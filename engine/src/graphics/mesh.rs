//! Mesh data and material range partitioning
//!
//! A parsed shape arrives as flat parallel arrays plus one material id per
//! triangle. [`Mesh::from_shape`] checks those arrays, converts them into
//! vector types, and splits the index buffer into contiguous
//! [`MaterialRange`]s so the renderer can issue one draw per range.

use bytemuck::{Pod, Zeroable};
use glam::{Vec2, Vec3};
use std::rc::Rc;
use tracing::trace;

use crate::graphics::material::Material;

/// Reasons a shape is rejected before it becomes a [`Mesh`]
#[derive(Debug, Clone, PartialEq, Eq, thiserror::Error)]
pub enum MeshError {
    #[error("position array length {0} is not a multiple of 3")]
    Positions(usize),

    #[error("texcoord array length {0} is not a multiple of 2")]
    Texcoords(usize),

    #[error("normal array length {normals} does not match position array length {positions}")]
    Normals { normals: usize, positions: usize },

    #[error("index array length {0} is not a multiple of 3")]
    Indices(usize),

    #[error("{ids} material ids for {triangles} triangles")]
    MaterialIds { ids: usize, triangles: usize },

    #[error("index {index} out of bounds for {vertices} vertices")]
    IndexOutOfBounds { index: u32, vertices: usize },
}

/// One shape as produced by the model parser
#[derive(Debug, Clone, Default, PartialEq)]
pub struct ShapeData {
    pub name: String,
    /// xyz triples
    pub positions: Vec<f32>,
    /// xyz triples, parallel to `positions`, or empty
    pub normals: Vec<f32>,
    /// uv pairs, parallel to `positions`, or empty
    pub texcoords: Vec<f32>,
    /// Three vertex indices per triangle
    pub indices: Vec<u32>,
    /// One id per triangle, [`NO_MATERIAL`](crate::graphics::material::NO_MATERIAL) for none
    pub material_ids: Vec<i32>,
}

impl ShapeData {
    pub fn vertex_count(&self) -> usize {
        self.positions.len() / 3
    }

    pub fn triangle_count(&self) -> usize {
        self.indices.len() / 3
    }

    /// Check the array lengths and indices agree with each other
    pub fn validate(&self) -> Result<(), MeshError> {
        if self.positions.len() % 3 != 0 {
            return Err(MeshError::Positions(self.positions.len()));
        }
        if self.texcoords.len() % 2 != 0 {
            return Err(MeshError::Texcoords(self.texcoords.len()));
        }
        if !self.normals.is_empty() && self.normals.len() != self.positions.len() {
            return Err(MeshError::Normals {
                normals: self.normals.len(),
                positions: self.positions.len(),
            });
        }
        if self.indices.len() % 3 != 0 {
            return Err(MeshError::Indices(self.indices.len()));
        }
        if self.material_ids.len() != self.triangle_count() {
            return Err(MeshError::MaterialIds {
                ids: self.material_ids.len(),
                triangles: self.triangle_count(),
            });
        }

        let vertices = self.vertex_count();
        if let Some(&index) = self.indices.iter().find(|&&i| i as usize >= vertices) {
            return Err(MeshError::IndexOutOfBounds { index, vertices });
        }

        Ok(())
    }
}

/// Half-open `[start, end)` span of the index buffer, counted in indices
#[derive(Debug, Clone, Copy, PartialEq, Eq)]
pub struct IndexRange {
    pub start: usize,
    pub end: usize,
}

impl IndexRange {
    pub const fn new(start: usize, end: usize) -> Self {
        Self { start, end }
    }

    pub const fn len(&self) -> usize {
        self.end - self.start
    }

    pub const fn is_empty(&self) -> bool {
        self.start == self.end
    }

    pub const fn triangle_count(&self) -> usize {
        self.len() / 3
    }
}

/// A run of triangles drawn with one material
#[derive(Debug, Clone)]
pub struct MaterialRange {
    pub range: IndexRange,
    pub material: Option<Rc<Material>>,
}

/// Split an index buffer into runs of equal per-triangle material id
///
/// `resolve` is called once per emitted range, with that range's id. Ranges
/// come out in index order, never overlap, and cover all `3 * material_ids.len()`
/// indices.
pub fn partition_material_ranges<F>(material_ids: &[i32], mut resolve: F) -> Vec<MaterialRange>
where
    F: FnMut(i32) -> Option<Rc<Material>>,
{
    let mut ranges = Vec::new();
    let Some(&first) = material_ids.first() else {
        return ranges;
    };

    let mut current = first;
    let mut start = 0;
    for (triangle, &id) in material_ids.iter().enumerate().skip(1) {
        if id != current {
            let end = triangle * 3;
            trace!(start, end, material_id = current, "Closing material range");
            ranges.push(MaterialRange {
                range: IndexRange::new(start, end),
                material: resolve(current),
            });
            start = end;
            current = id;
        }
    }

    let end = material_ids.len() * 3;
    if start != end {
        ranges.push(MaterialRange {
            range: IndexRange::new(start, end),
            material: resolve(current),
        });
    }

    ranges
}

/// Interleaved vertex ready for GPU upload
#[repr(C)]
#[derive(Copy, Clone, Debug, PartialEq, Pod, Zeroable)]
pub struct Vertex {
    /// Position in 3D space
    pub position: [f32; 3],
    /// Surface normal vector (normalized)
    pub normal: [f32; 3],
    /// Texture coordinates (UV mapping)
    pub uv: [f32; 2],
}

impl Vertex {
    /// Create a new vertex with the given attributes
    pub const fn new(position: [f32; 3], normal: [f32; 3], uv: [f32; 2]) -> Self {
        Self {
            position,
            normal,
            uv,
        }
    }
}

/// Renderer-ready mesh with its material ranges
#[derive(Debug, Clone, Default)]
pub struct Mesh {
    pub name: String,
    pub positions: Vec<Vec3>,
    /// Parallel to `positions`, or empty when the source had no normals
    pub normals: Vec<Vec3>,
    /// Parallel to `positions`, or empty when the source had no texcoords
    pub uvs: Vec<Vec2>,
    pub indices: Vec<u32>,
    pub materials: Vec<MaterialRange>,
}

impl Mesh {
    /// Build a mesh from a parsed shape
    ///
    /// `resolve` maps a material id to its material; see
    /// [`MaterialResolver`](crate::graphics::material::MaterialResolver).
    pub fn from_shape<F>(shape: &ShapeData, resolve: F) -> Result<Self, MeshError>
    where
        F: FnMut(i32) -> Option<Rc<Material>>,
    {
        shape.validate()?;

        let positions = bytemuck::try_cast_slice::<f32, Vec3>(&shape.positions)
            .map_err(|_| MeshError::Positions(shape.positions.len()))?
            .to_vec();
        let normals = bytemuck::try_cast_slice::<f32, Vec3>(&shape.normals)
            .map_err(|_| MeshError::Normals {
                normals: shape.normals.len(),
                positions: shape.positions.len(),
            })?
            .to_vec();
        let uvs = bytemuck::try_cast_slice::<f32, Vec2>(&shape.texcoords)
            .map_err(|_| MeshError::Texcoords(shape.texcoords.len()))?
            .to_vec();

        let materials = partition_material_ranges(&shape.material_ids, resolve);

        let mesh = Self {
            name: shape.name.clone(),
            positions,
            normals,
            uvs,
            indices: shape.indices.clone(),
            materials,
        };
        debug_assert!(mesh.validate_ranges(), "material ranges must cover the mesh");
        Ok(mesh)
    }

    pub fn vertex_count(&self) -> usize {
        self.positions.len()
    }

    pub fn triangle_count(&self) -> usize {
        self.indices.len() / 3
    }

    /// Whether the material ranges are contiguous, ordered and cover every index
    pub fn validate_ranges(&self) -> bool {
        let mut expected_start = 0;
        for MaterialRange { range, .. } in &self.materials {
            if range.start != expected_start || range.is_empty() || range.len() % 3 != 0 {
                return false;
            }
            expected_start = range.end;
        }
        expected_start == self.indices.len()
    }

    /// The indices drawn by one material range
    pub fn range_indices(&self, range: IndexRange) -> &[u32] {
        &self.indices[range.start..range.end]
    }

    /// Interleave the vertex attributes for upload
    ///
    /// Missing texcoords become `(0, 0)`. Missing normals are generated from
    /// face geometry.
    pub fn vertices(&self) -> Vec<Vertex> {
        let mut vertices: Vec<Vertex> = self
            .positions
            .iter()
            .enumerate()
            .map(|(i, position)| {
                let normal = self.normals.get(i).copied().unwrap_or(Vec3::Y);
                let uv = self.uvs.get(i).copied().unwrap_or(Vec2::ZERO);
                Vertex::new(position.to_array(), normal.to_array(), uv.to_array())
            })
            .collect();

        if self.normals.is_empty() {
            calculate_normals(&mut vertices, &self.indices);
        }

        vertices
    }
}

/// Calculate normals for vertices based on face geometry
fn calculate_normals(vertices: &mut [Vertex], indices: &[u32]) {
    for vertex in vertices.iter_mut() {
        vertex.normal = [0.0, 0.0, 0.0];
    }

    for chunk in indices.chunks_exact(3) {
        let [i0, i1, i2] = [chunk[0] as usize, chunk[1] as usize, chunk[2] as usize];
        if i0 >= vertices.len() || i1 >= vertices.len() || i2 >= vertices.len() {
            continue;
        }

        let v0 = Vec3::from(vertices[i0].position);
        let v1 = Vec3::from(vertices[i1].position);
        let v2 = Vec3::from(vertices[i2].position);

        // Area weighted: the cross product is left unnormalized
        let face_normal = (v1 - v0).cross(v2 - v0);

        for i in [i0, i1, i2] {
            let accumulated = Vec3::from(vertices[i].normal) + face_normal;
            vertices[i].normal = accumulated.to_array();
        }
    }

    for vertex in vertices.iter_mut() {
        let normal = Vec3::from(vertex.normal).normalize_or(Vec3::Y);
        vertex.normal = normal.to_array();
    }
}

# Problem details:
If a line in the records above contains the word "enumerate", copy it.

# Answer to this task:
    for (triangle, &id) in material_ids.iter().enumerate().skip(1) {
            .enumerate()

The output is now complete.